DATASET RECORDS »
--
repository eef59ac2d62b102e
//! Value mapping
//!
//! Pure bidirectional mapping between structural ticks (section/row pairs or
//! flat row indices), raw scroll offsets, and domain values. The mapper never
//! mutates state; orientation is carried only so the presentation layer can
//! ask whether the scroll axis is mirrored.

use serde::{Deserialize, Serialize};

use crate::error::ScaleError;
use crate::range::RangeModel;

/// Scroll axis of the widget
///
/// Purely presentational: the horizontal ruler mirrors its list host, the
/// mapping arithmetic is identical in both orientations.
#[derive(Clone, Copy, Debug, Default, PartialEq, Eq, Hash, Serialize, Deserialize)]
pub enum Orientation {
    #[default]
    Horizontal,
    Vertical,
}

impl Orientation {
    /// Whether the rendering layer mirrors the scroll axis
    pub fn axis_inverted(&self) -> bool {
        matches!(self, Orientation::Horizontal)
    }
}

/// A structural position on the scale
///
/// Sectioned scales address ticks as `(section, row)` with
/// `row ∈ [0, interval)`. Flat scales keep `section = 0` and use `row` as the
/// linear index.
#[derive(Clone, Copy, Debug, PartialEq, Eq, Hash, Serialize, Deserialize)]
pub struct Tick {
    pub section: i32,
    pub row: i32,
}

impl Tick {
    pub const fn new(section: i32, row: i32) -> Self {
        Self { section, row }
    }

    /// A flat-mode tick addressing `index` directly
    pub const fn flat(index: i32) -> Self {
        Self {
            section: 0,
            row: index,
        }
    }
}

#[derive(Clone, Copy, Debug, PartialEq)]
enum Mode {
    Sectioned(RangeModel),
    Flat { max_value: i32 },
}

/// Bidirectional tick/value/offset mapping
#[derive(Clone, Copy, Debug, PartialEq)]
pub struct ValueMapper {
    mode: Mode,
    orientation: Orientation,
}

impl ValueMapper {
    /// Mapper over a sectioned range model (the list-backed ruler)
    pub fn sectioned(model: RangeModel, orientation: Orientation) -> Self {
        Self {
            mode: Mode::Sectioned(model),
            orientation,
        }
    }

    /// Mapper over a flat `0..max_value` row enumeration (the wheel picker)
    pub fn flat(max_value: i32, orientation: Orientation) -> Result<Self, ScaleError> {
        if max_value <= 0 {
            return Err(ScaleError::InvalidRange {
                location: 0,
                length: max_value,
            });
        }
        Ok(Self {
            mode: Mode::Flat { max_value },
            orientation,
        })
    }

    pub fn orientation(&self) -> Orientation {
        self.orientation
    }

    /// Whether the rendering layer mirrors the scroll axis
    pub fn axis_inverted(&self) -> bool {
        self.orientation.axis_inverted()
    }

    /// Total number of addressable ticks
    pub fn tick_count(&self) -> i32 {
        match self.mode {
            Mode::Sectioned(model) => model.tick_count(),
            Mode::Flat { max_value } => max_value,
        }
    }

    /// The selectable domain as `(min, exclusive end)`
    pub fn domain(&self) -> (i32, i32) {
        match self.mode {
            Mode::Sectioned(model) => (model.min_value(), model.end_value()),
            Mode::Flat { max_value } => (0, max_value),
        }
    }

    /// Clamp a value to the nearest domain boundary
    pub fn clamp(&self, value: i32) -> i32 {
        let (min, end) = self.domain();
        value.clamp(min, end - 1)
    }

    /// Domain value addressed by a tick
    pub fn value_at(&self, tick: Tick) -> Result<i32, ScaleError> {
        let (min, end) = self.domain();
        match self.mode {
            Mode::Sectioned(model) => {
                let structurally_valid = tick.section >= 0
                    && tick.section < model.section_count()
                    && tick.row >= 0
                    && tick.row < model.rows_per_section();
                let value = model.min_value() + tick.section * model.interval() + tick.row;
                if !structurally_valid {
                    return Err(ScaleError::ValueOutOfRange {
                        value,
                        min,
                        max: end,
                    });
                }
                Ok(value)
            }
            Mode::Flat { max_value } => {
                if tick.section != 0 || tick.row < 0 || tick.row >= max_value {
                    return Err(ScaleError::ValueOutOfRange {
                        value: tick.row,
                        min,
                        max: end,
                    });
                }
                Ok(tick.row)
            }
        }
    }

    /// Tick addressing a domain value (inverse of [`ValueMapper::value_at`])
    pub fn tick_for(&self, value: i32) -> Result<Tick, ScaleError> {
        let (min, end) = self.domain();
        if value < min || value >= end {
            return Err(ScaleError::ValueOutOfRange {
                value,
                min,
                max: end,
            });
        }
        match self.mode {
            Mode::Sectioned(model) => {
                let from_start = value - model.min_value();
                Ok(Tick::new(
                    from_start / model.interval(),
                    from_start % model.interval(),
                ))
            }
            Mode::Flat { .. } => Ok(Tick::flat(value)),
        }
    }

    /// Linear tick index of a structural tick
    pub fn linear_index(&self, tick: Tick) -> i32 {
        match self.mode {
            Mode::Sectioned(model) => tick.section * model.interval() + tick.row,
            Mode::Flat { .. } => tick.row,
        }
    }

    /// Tick addressed by a continuous scroll offset, resolved with
    /// `round(offset / row_height)` and clamped into the tick domain
    pub fn tick_at_offset(&self, offset: f32, row_height: f32) -> Tick {
        if row_height <= f32::EPSILON {
            return self.tick_from_linear(0);
        }
        let index = (offset / row_height).round() as i64;
        let clamped = index.clamp(0, (self.tick_count() - 1) as i64) as i32;
        self.tick_from_linear(clamped)
    }

    /// Rest offset of a tick
    pub fn offset_of(&self, tick: Tick, row_height: f32) -> f32 {
        self.linear_index(tick) as f32 * row_height
    }

    fn tick_from_linear(&self, index: i32) -> Tick {
        match self.mode {
            Mode::Sectioned(model) => {
                Tick::new(index / model.interval(), index % model.interval())
            }
            Mode::Flat { .. } => Tick::flat(index),
        }
    }
}

#[cfg(test)]
mod tests {
    use super::*;
    use crate::range::ScaleRange;

    fn sectioned() -> ValueMapper {
        let model = RangeModel::new(ScaleRange::new(0, 1000), 10).unwrap();
        ValueMapper::sectioned(model, Orientation::Horizontal)
    }

    #[test]
    fn tick_six_three_is_sixty_three() {
        assert_eq!(sectioned().value_at(Tick::new(6, 3)).unwrap(), 63);
    }

    #[test]
    fn mapping_round_trips_across_the_domain() {
        let mapper = sectioned();
        for value in 0..1000 {
            let tick = mapper.tick_for(value).unwrap();
            assert_eq!(mapper.value_at(tick).unwrap(), value);
        }
    }

    #[test]
    fn location_shifts_the_value_not_the_tick() {
        let model = RangeModel::new(ScaleRange::new(100, 300), 10).unwrap();
        let mapper = ValueMapper::sectioned(model, Orientation::Vertical);
        assert_eq!(mapper.tick_for(162).unwrap(), Tick::new(6, 2));
        assert_eq!(mapper.value_at(Tick::new(6, 2)).unwrap(), 162);
    }

    #[test]
    fn flat_rows_map_directly() {
        let mapper = ValueMapper::flat(1000, Orientation::Vertical).unwrap();
        assert_eq!(mapper.value_at(Tick::flat(63)).unwrap(), 63);
        assert_eq!(mapper.tick_for(63).unwrap(), Tick::flat(63));
        assert_eq!(mapper.tick_count(), 1000);
    }

    #[test]
    fn flat_mode_rejects_non_positive_row_counts() {
        assert!(ValueMapper::flat(0, Orientation::Vertical).is_err());
    }

    #[test]
    fn out_of_domain_values_are_errors() {
        let mapper = sectioned();
        assert_eq!(
            mapper.tick_for(1000).unwrap_err(),
            ScaleError::ValueOutOfRange {
                value: 1000,
                min: 0,
                max: 1000
            }
        );
        assert!(mapper.value_at(Tick::new(100, 0)).is_err());
        assert!(mapper.value_at(Tick::new(0, 10)).is_err());
    }

    #[test]
    fn offsets_resolve_to_the_nearest_tick() {
        let mapper = sectioned();
        // 8-unit rows: 500.0 / 8 = 62.5, rounds away from zero to 63
        assert_eq!(mapper.tick_at_offset(500.0, 8.0), Tick::new(6, 3));
        assert_eq!(mapper.tick_at_offset(491.2, 8.0), Tick::new(6, 1));
        // Clamped at the ends
        assert_eq!(mapper.tick_at_offset(-50.0, 8.0), Tick::new(0, 0));
        assert_eq!(mapper.tick_at_offset(1e7, 8.0), Tick::new(99, 9));
    }

    #[test]
    fn offset_of_is_the_tick_rest_position() {
        let mapper = sectioned();
        assert_eq!(mapper.offset_of(Tick::new(6, 2), 8.0), 496.0);
        let flat = ValueMapper::flat(100, Orientation::Vertical).unwrap();
        assert_eq!(flat.offset_of(Tick::flat(62), 8.0), 496.0);
    }

    #[test]
    fn horizontal_mapper_flags_the_mirrored_axis() {
        assert!(sectioned().axis_inverted());
        let model = RangeModel::new(ScaleRange::new(0, 100), 10).unwrap();
        assert!(!ValueMapper::sectioned(model, Orientation::Vertical).axis_inverted());
    }
}
//! 2D affine transforms
//!
//! Column-vector convention: `x' = a*x + c*y + e`, `y' = b*x + d*y + f`.

use crate::primitives::Point;

/// 2D affine transform
#[derive(Clone, Copy, Debug, PartialEq)]
pub struct Transform2D {
    pub a: f32,
    pub b: f32,
    pub c: f32,
    pub d: f32,
    pub e: f32,
    pub f: f32,
}

impl Default for Transform2D {
    fn default() -> Self {
        Self::identity()
    }
}

impl Transform2D {
    pub const fn identity() -> Self {
        Self {
            a: 1.0,
            b: 0.0,
            c: 0.0,
            d: 1.0,
            e: 0.0,
            f: 0.0,
        }
    }

    pub fn translate(x: f32, y: f32) -> Self {
        Self {
            e: x,
            f: y,
            ..Self::identity()
        }
    }

    pub fn scale(sx: f32, sy: f32) -> Self {
        Self {
            a: sx,
            d: sy,
            ..Self::identity()
        }
    }

    /// Rotation by `angle` radians, counter-clockwise
    pub fn rotate(angle: f32) -> Self {
        let cos = angle.cos();
        let sin = angle.sin();
        Self {
            a: cos,
            b: sin,
            c: -sin,
            d: cos,
            e: 0.0,
            f: 0.0,
        }
    }

    /// Vertical mirror, the flip the horizontal ruler applies to its list host
    pub fn flip_y() -> Self {
        Self::scale(1.0, -1.0)
    }

    /// Compose with another transform (`other` applied after `self`)
    pub fn then(&self, other: &Transform2D) -> Self {
        Self {
            a: other.a * self.a + other.c * self.b,
            b: other.b * self.a + other.d * self.b,
            c: other.a * self.c + other.c * self.d,
            d: other.b * self.c + other.d * self.d,
            e: other.a * self.e + other.c * self.f + other.e,
            f: other.b * self.e + other.d * self.f + other.f,
        }
    }

    /// Apply the transform to a point
    pub fn apply(&self, p: Point) -> Point {
        Point::new(
            self.a * p.x + self.c * p.y + self.e,
            self.b * p.x + self.d * p.y + self.f,
        )
    }
}
//! RulerKit Widget Library
//!
//! Scale-picker widgets over the RulerKit engine crates:
//!
//! - [`RulerView`](ruler::RulerView): a sectioned tick-mark ruler backed by a
//!   scrolling list host, snapping to discrete values
//! - [`WheelPicker`](wheel::WheelPicker): a flat row-indexed picker variant
//! - [`ScalePointer`](pointer::ScalePointer): the center overlay with the
//!   live value label and the triangular arrow glyph
//!
//! Widgets hold no platform views. A host embeds one, feeds it gesture events
//! (directly or through the [`Widget`](widget::Widget) trait), queries the
//! datasource methods to render rows, and ticks [`update`](widget::Widget::update)
//! every frame.

pub mod config;
pub mod pointer;
pub mod ruler;
pub mod wheel;
pub mod widget;

pub use config::{RulerConfig, WheelConfig};
pub use pointer::{Arrow, PointerDirection, ScalePointer};
pub use ruler::{RulerView, TickMark};
pub use wheel::WheelPicker;
pub use widget::{Widget, WidgetId, WidgetRegistry};
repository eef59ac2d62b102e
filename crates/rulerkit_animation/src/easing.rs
//! Easing functions for scroll animations

/// Easing function type
#[derive(Clone, Copy, Debug, PartialEq)]
pub enum Easing {
    Linear,
    EaseOut,
    EaseInOut,
    /// Scroll-view style exponential deceleration. The rate is the per-unit
    /// velocity retention factor, in (0, 1); smaller rates stop harder.
    Decelerate(f32),
}

impl Default for Easing {
    fn default() -> Self {
        Easing::Decelerate(0.1)
    }
}

impl Easing {
    /// Apply the easing function to a progress value (0.0 to 1.0)
    pub fn apply(&self, t: f32) -> f32 {
        let t = t.clamp(0.0, 1.0);
        match self {
            Easing::Linear => t,
            Easing::EaseOut => 1.0 - (1.0 - t).powi(3),
            Easing::EaseInOut => {
                if t < 0.5 {
                    4.0 * t * t * t
                } else {
                    1.0 - (-2.0 * t + 2.0).powi(3) / 2.0
                }
            }
            Easing::Decelerate(rate) => {
                let r = rate.clamp(1e-3, 0.999);
                (1.0 - r.powf(t)) / (1.0 - r)
            }
        }
    }
}

#[cfg(test)]
mod tests {
    use super::*;

    const CURVES: [Easing; 4] = [
        Easing::Linear,
        Easing::EaseOut,
        Easing::EaseInOut,
        Easing::Decelerate(0.1),
    ];

    #[test]
    fn endpoints_are_exact() {
        for easing in CURVES {
            assert!((easing.apply(0.0)).abs() < 1e-5, "{easing:?} at 0");
            assert!((easing.apply(1.0) - 1.0).abs() < 1e-5, "{easing:?} at 1");
        }
    }

    #[test]
    fn curves_are_monotonic() {
        for easing in CURVES {
            let mut prev = 0.0;
            for i in 1..=100 {
                let v = easing.apply(i as f32 / 100.0);
                assert!(v >= prev, "{easing:?} dipped at step {i}");
                prev = v;
            }
        }
    }

    #[test]
    fn decelerate_front_loads_progress() {
        // Most of the travel happens in the first half of the animation
        let d = Easing::Decelerate(0.1);
        assert!(d.apply(0.5) > 0.6);
    }

    #[test]
    fn out_of_range_progress_is_clamped() {
        assert_eq!(Easing::Linear.apply(-0.5), 0.0);
        assert_eq!(Easing::Linear.apply(1.5), 1.0);
    }
}
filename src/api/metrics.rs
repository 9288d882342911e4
//! Prometheus metrics endpoint.

use axum::{http::StatusCode, response::IntoResponse};

use crate::metrics;

/// GET /metrics - Prometheus metrics endpoint
pub async fn prometheus_metrics() -> impl IntoResponse {
    match metrics::encode_metrics() {
        Ok(output) => (
            StatusCode::OK,
            [(axum::http::header::CONTENT_TYPE, "text/plain; version=0.0.4; charset=utf-8")],
            output,
        ),
        Err(e) => {
            tracing::error!(error = %e, "Failed to encode Prometheus metrics");
            (
                StatusCode::INTERNAL_SERVER_ERROR,
                [(axum::http::header::CONTENT_TYPE, "text/plain")],
                format!("Failed to encode metrics: {}", e),
            )
        }
    }
}
//! API layer - HTTP endpoint handlers organized by domain.

mod health;
mod metrics;
mod routes;

pub use health::health;
pub use metrics::prometheus_metrics;
pub use routes::api_routes;
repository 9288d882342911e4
use jsonwebtoken::{decode, DecodingKey, Validation};

use crate::config::JwtConfig;
use crate::error::AppError;

use super::Claims;

pub struct JwtValidator {
    decoding_key: DecodingKey,
    validation: Validation,
}

impl JwtValidator {
    pub fn new(config: &JwtConfig) -> Self {
        let decoding_key = DecodingKey::from_secret(config.secret.as_bytes());

        let mut validation = Validation::default();

        if let Some(ref issuer) = config.issuer {
            validation.set_issuer(&[issuer]);
        }

        // Identity providers usually stamp an `aud`; only check it when configured
        match config.audience {
            Some(ref audience) => validation.set_audience(&[audience]),
            None => validation.validate_aud = false,
        }

        Self {
            decoding_key,
            validation,
        }
    }

    pub fn validate(&self, token: &str) -> Result<Claims, AppError> {
        let token_data = decode::<Claims>(token, &self.decoding_key, &self.validation)
            .map_err(|e| AppError::Auth(format!("Invalid token: {}", e)))?;

        Ok(token_data.claims)
    }
}
mod http;

pub use http::{notify, vapid_public_key, NotifyResponse, PublicKeyResponse};
use chrono::{DateTime, Utc};
use serde::{Deserialize, Serialize};
use uuid::Uuid;

const DEFAULT_ICON: &str = "/icon-192x192.png";
const DEFAULT_TAG: &str = "notification";
const DEFAULT_VIBRATE: [u32; 5] = [500, 200, 500, 200, 500];

/// A browser push subscription owned by a user.
#[derive(Debug, Clone, PartialEq, Eq, Serialize, Deserialize)]
pub struct Subscription {
    pub id: Uuid,
    pub user_id: String,
    /// Push service URL, unique per browser subscription
    pub endpoint: String,
    /// Browser ECDH public key (base64url)
    pub p256dh: String,
    /// Browser auth secret (base64url)
    pub auth: String,
    pub created_at: DateTime<Utc>,
}

impl Subscription {
    pub fn new(
        user_id: impl Into<String>,
        endpoint: impl Into<String>,
        p256dh: impl Into<String>,
        auth: impl Into<String>,
    ) -> Self {
        Self {
            id: Uuid::new_v4(),
            user_id: user_id.into(),
            endpoint: endpoint.into(),
            p256dh: p256dh.into(),
            auth: auth.into(),
            created_at: Utc::now(),
        }
    }
}

/// Caller-supplied notification content.
#[derive(Debug, Clone, Default, Deserialize, Serialize)]
#[serde(rename_all = "camelCase")]
pub struct NotificationRequest {
    pub title: String,
    pub body: String,
    #[serde(default)]
    pub tag: Option<String>,
    #[serde(default)]
    pub icon: Option<String>,
    #[serde(default)]
    pub vibrate: Option<Vec<u32>>,
    #[serde(default)]
    pub require_interaction: Option<bool>,
    #[serde(default)]
    pub data: Option<serde_json::Value>,
}

/// JSON body delivered to every subscription of a user.
#[derive(Debug, Clone, PartialEq, Serialize)]
#[serde(rename_all = "camelCase")]
pub struct NotificationPayload {
    pub title: String,
    pub body: String,
    pub icon: String,
    pub tag: String,
    pub require_interaction: bool,
    pub vibrate: Vec<u32>,
    pub data: serde_json::Value,
}

impl From<&NotificationRequest> for NotificationPayload {
    fn from(request: &NotificationRequest) -> Self {
        Self {
            title: request.title.clone(),
            body: request.body.clone(),
            icon: request
                .icon
                .clone()
                .unwrap_or_else(|| DEFAULT_ICON.to_string()),
            tag: request
                .tag
                .clone()
                .unwrap_or_else(|| DEFAULT_TAG.to_string()),
            require_interaction: request.require_interaction.unwrap_or(true),
            vibrate: request
                .vibrate
                .clone()
                .unwrap_or_else(|| DEFAULT_VIBRATE.to_vec()),
            data: request
                .data
                .clone()
                .unwrap_or_else(|| serde_json::json!({})),
        }
    }
}

/// Result of one delivery attempt.
#[derive(Debug, Clone, PartialEq, Eq)]
pub enum DeliveryOutcome {
    /// Push service accepted the message (2xx)
    Delivered,
    /// Push service reported the subscription gone (410)
    Expired,
    /// Any other status, or a transport error
    Failed(String),
}

impl DeliveryOutcome {
    pub fn is_delivered(&self) -> bool {
        matches!(self, DeliveryOutcome::Delivered)
    }

    pub fn label(&self) -> &'static str {
        match self {
            DeliveryOutcome::Delivered => "delivered",
            DeliveryOutcome::Expired => "expired",
            DeliveryOutcome::Failed(_) => "failed",
        }
    }
}

/// Aggregated counts for one dispatch call.
#[derive(Debug, Clone, Copy, Default, PartialEq, Eq, Serialize)]
pub struct DispatchResult {
    pub successful: usize,
    pub failed: usize,
    pub total: usize,
}

impl DispatchResult {
    pub fn from_outcomes(outcomes: &[DeliveryOutcome]) -> Self {
        let total = outcomes.len();
        let successful = outcomes.iter().filter(|o| o.is_delivered()).count();
        Self {
            successful,
            failed: total - successful,
            total,
        }
    }
}

#[cfg(test)]
mod tests {
    use super::*;

    #[test]
    fn test_payload_defaults() {
        let request = NotificationRequest {
            title: "Title".into(),
            body: "Body".into(),
            ..Default::default()
        };

        let payload = NotificationPayload::from(&request);
        let json = serde_json::to_value(&payload).unwrap();

        assert_eq!(
            json,
            serde_json::json!({
                "title": "Title",
                "body": "Body",
                "icon": "/icon-192x192.png",
                "tag": "notification",
                "requireInteraction": true,
                "vibrate": [500, 200, 500, 200, 500],
                "data": {},
            })
        );
    }

    #[test]
    fn test_payload_keeps_caller_values() {
        let request: NotificationRequest = serde_json::from_value(serde_json::json!({
            "title": "Standup",
            "body": "In 5 minutes",
            "tag": "task-42",
            "icon": "/task.png",
            "vibrate": [100],
            "requireInteraction": false,
            "data": { "taskId": 42 },
        }))
        .unwrap();

        let payload = NotificationPayload::from(&request);
        assert_eq!(payload.tag, "task-42");
        assert_eq!(payload.icon, "/task.png");
        assert_eq!(payload.vibrate, vec![100]);
        assert!(!payload.require_interaction);
        assert_eq!(payload.data["taskId"], 42);
    }

    #[test]
    fn test_dispatch_result_counts() {
        let outcomes = vec![
            DeliveryOutcome::Delivered,
            DeliveryOutcome::Expired,
            DeliveryOutcome::Failed("HTTP 500".into()),
            DeliveryOutcome::Delivered,
        ];

        let result = DispatchResult::from_outcomes(&outcomes);
        assert_eq!(
            result,
            DispatchResult {
                successful: 2,
                failed: 2,
                total: 4
            }
        );
        assert_eq!(DispatchResult::from_outcomes(&[]), DispatchResult::default());
    }
}
//! Push subscription storage.
//!
//! The dispatcher reads subscriptions per user and prunes the ones a push
//! service reports as gone. Two backends implement [`SubscriptionStore`]:
//!
//! - `MemorySubscriptionStore`: DashMap keyed by subscription id (default)
//! - `PostgresSubscriptionStore`: `push_subscriptions` table
//!
//! Use `create_subscription_store()` to pick one from configuration.

mod memory_backend;
mod postgres_backend;

use std::sync::Arc;

use async_trait::async_trait;
use thiserror::Error;
use uuid::Uuid;

use crate::config::StoreConfig;
use crate::postgres::PostgresPool;
use crate::push::Subscription;

pub use memory_backend::MemorySubscriptionStore;
pub use postgres_backend::PostgresSubscriptionStore;

/// Errors that can occur during subscription store operations.
#[derive(Debug, Error)]
pub enum StoreError {
    /// PostgreSQL operation failed
    #[error("PostgreSQL error: {0}")]
    Postgres(#[from] sqlx::Error),

    /// Backend is temporarily unavailable
    #[error("Store unavailable: {0}")]
    Unavailable(String),
}

/// Durable mapping from user id to push subscriptions.
///
/// Deletes are keyed by subscription id and must be safe to run concurrently.
#[async_trait]
pub trait SubscriptionStore: Send + Sync {
    /// Backend identifier, e.g. "memory"
    fn backend_name(&self) -> &'static str;

    /// All subscriptions registered for `user_id`.
    async fn list_for_user(&self, user_id: &str) -> Result<Vec<Subscription>, StoreError>;

    /// Remove a subscription. Returns `false` if it did not exist.
    async fn delete(&self, id: Uuid) -> Result<bool, StoreError>;

    /// Insert a subscription, replacing any existing one with the same
    /// `(user_id, endpoint)`. Returns the id of the stored record.
    async fn upsert(&self, subscription: Subscription) -> Result<Uuid, StoreError>;
}

/// Create a subscription store based on configuration.
///
/// Returns the appropriate backend implementation based on the `backend` setting:
/// - `"postgres"`: Returns a `PostgresSubscriptionStore` if a PostgreSQL pool is provided
/// - `"memory"` (default): Returns a `MemorySubscriptionStore`
pub fn create_subscription_store(
    settings: &StoreConfig,
    postgres_pool: Option<Arc<PostgresPool>>,
) -> Arc<dyn SubscriptionStore> {
    match settings.backend.as_str() {
        "postgres" => {
            if let Some(pool) = postgres_pool {
                tracing::info!(
                    backend = "postgres",
                    database_url = %pool.database_url_masked(),
                    "Creating PostgreSQL subscription store"
                );
                Arc::new(PostgresSubscriptionStore::new(pool.pool().clone()))
            } else {
                tracing::warn!(
                    "PostgreSQL store requested but no pool provided, falling back to memory"
                );
                Arc::new(MemorySubscriptionStore::new())
            }
        }
        _ => {
            tracing::info!(backend = "memory", "Creating memory subscription store");
            Arc::new(MemorySubscriptionStore::new())
        }
    }
}
//! HTTP request/response models

use serde::Serialize;

use crate::push::DispatchResult;

/// Response for a notify call
#[derive(Debug, Serialize)]
pub struct NotifyResponse {
    pub message: String,
    pub successful: usize,
    pub failed: usize,
    pub total: usize,
}

impl NotifyResponse {
    pub fn from_result(result: DispatchResult) -> Self {
        let message = if result.total == 0 {
            "No subscriptions found"
        } else {
            "Notifications sent"
        };

        Self {
            message: message.to_string(),
            successful: result.successful,
            failed: result.failed,
            total: result.total,
        }
    }
}

/// Server public key in the form `PushManager.subscribe` expects
#[derive(Debug, Serialize)]
pub struct PublicKeyResponse {
    #[serde(rename = "vapidPublicKey")]
    pub vapid_public_key: String,
}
--
Across all the records, find the lines containing the word "EaseOut" and reproduce each one.

ANSWER BOX »
    EaseOut,
            Easing::EaseOut => 1.0 - (1.0 - t).powi(3),
        Easing::EaseOut,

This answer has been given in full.